Rotası yeşil adadan sapmış
Tanlar gurublara boyalı,
Korsanın bağlı gözüyle bakılır ufka,
Küllenir fidanlar barut fıçılarıyla.
Nerede söylenilen aydınlık?
Böyle yaşanırken bu hayat
Neden gem vurayım karanlığa uzanan ellerime?
Maskeli yüzlerimiz, hangimiz biziz?
Tuttuğumuş hançer, neşter; dokunduğumuz tetik,
Ölümüne susamışlık, kaç candan kanlı kadeh?
Balık hangi suda boğulur,
Hangi dişe meze
Yaşamak davasında yorgun düşenlerimiz?
Kaldı mı hayali gözyaşıyla temizlenen Leylalar?

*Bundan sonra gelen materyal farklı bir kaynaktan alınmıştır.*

//! Health endpoint.

use axum::Json;
use axum::extract::State;
use serde::Serialize;
use uuid::Uuid;

use scrollback_core::surface::rendering::RenderingSurface;

use crate::http::response::{ApiResponse, RequestTimer};
use crate::state::AppState;

#[derive(Debug, Serialize)]
pub struct Health {
    pub status: &'static str,
    pub surface: String,
    pub session_id: Uuid,
    pub chats: usize,
    pub limit_policy: String,
}

/// GET /api/v1/health - Report whether the surface still accepts commands.
pub async fn health(State(state): State<AppState>) -> Json<ApiResponse<Health>> {
    let timer = RequestTimer::start();
    let surface = state.surface();

    let health = Health {
        status: if surface.is_closed() { "disconnected" } else { "ok" },
        surface: surface.name().to_string(),
        session_id: surface.session().id,
        chats: surface.chats().len(),
        limit_policy: state.config.retriever.limit_policy.to_string(),
    };

    Json(ApiResponse::success(health, &timer).with_link("self", "/api/v1/health"))
}

#[cfg(test)]
mod tests {
    use super::*;
    use crate::http::handlers::testing::state;

    #[tokio::test]
    async fn reports_surface_state() {
        let state = state();
        let Json(resp) = health(State(state.clone())).await;
        let body = resp.data.unwrap();
        assert_eq!(body.status, "ok");
        assert_eq!(body.surface, "snapshot");
        assert_eq!(body.chats, 1);
        assert_eq!(body.limit_policy, "ignore");

        state.surface().close();
        let Json(resp) = health(State(state)).await;
        assert_eq!(resp.data.unwrap().status, "disconnected");
    }
}
//! Chat handle and owning-session types.
//!
//! A `ChatHandle` addresses one conversation inside a live session. It is
//! supplied by the caller and never created by the retriever.

use std::fmt;
use std::str::FromStr;

use serde::{Deserialize, Serialize};
use uuid::Uuid;

use crate::error::ConfigError;

/// Opaque identifier of a conversation within the session (e.g. `12345@c.us`).
#[derive(Debug, Clone, PartialEq, Eq, Hash, Serialize, Deserialize)]
#[serde(transparent)]
pub struct ChatHandle(String);

impl ChatHandle {
    /// Wrap a raw identifier. Returns an error for blank identifiers.
    pub fn new(raw: impl Into<String>) -> Result<Self, ConfigError> {
        let raw = raw.into();
        let trimmed = raw.trim();
        if trimmed.is_empty() {
            return Err(ConfigError::InvalidChatHandle(
                "chat handle must not be empty".to_string(),
            ));
        }
        Ok(Self(trimmed.to_string()))
    }

    pub fn as_str(&self) -> &str {
        &self.0
    }
}

impl fmt::Display for ChatHandle {
    fn fmt(&self, f: &mut fmt::Formatter<'_>) -> fmt::Result {
        f.write_str(&self.0)
    }
}

impl FromStr for ChatHandle {
    type Err = ConfigError;

    fn from_str(s: &str) -> Result<Self, Self::Err> {
        Self::new(s)
    }
}

/// The session that owns every message returned by a retrieval.
#[derive(Debug, Clone, PartialEq, Eq, Serialize, Deserialize)]
pub struct SessionInfo {
    pub id: Uuid,
    /// The session's own user identifier (the "me" in `from_me`).
    pub own_id: String,
    #[serde(default, skip_serializing_if = "Option::is_none")]
    pub label: Option<String>,
}

impl SessionInfo {
    pub fn new(own_id: impl Into<String>) -> Self {
        Self {
            id: Uuid::now_v7(),
            own_id: own_id.into(),
            label: None,
        }
    }
}
//! Request extractors for API handlers.

pub mod query;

Işıklı şehirlerin kirli temizliğinde
Mecnunluk davasıyla leke sürülür aşka.
Çöllerden kanlı yaşlar...
Dağlardan hıçkırıklar gelir kulaklarıma.
Eller pusulasız uzanır hayatlara,
Acımak
Acınmak idrakinde avcının.
Yanlış sığınak!
Sorgu sandalyesidir sokaklar,
İki yüz yirmi volt şiddetle saldırı yüreklere
Çaresiz uzun saçların idam sehpasıdır yaşamak.
Ve ben,
Yanmaya yüz tutmuş bedenlere
soluğu kesik bekçi,
Ne yapayım çaresiz elleri uzanan insanlara.
Belki,
Uzansak güneşe yok olma pahasına,
Uzak zamandan yakın
Bir alşafakta çalınır kapı,
Gelir bir yaşanmamışlık
ÇİRKİNSİZ, ÇİRKEFSİZ yaşanmaya
5.0
100% (6)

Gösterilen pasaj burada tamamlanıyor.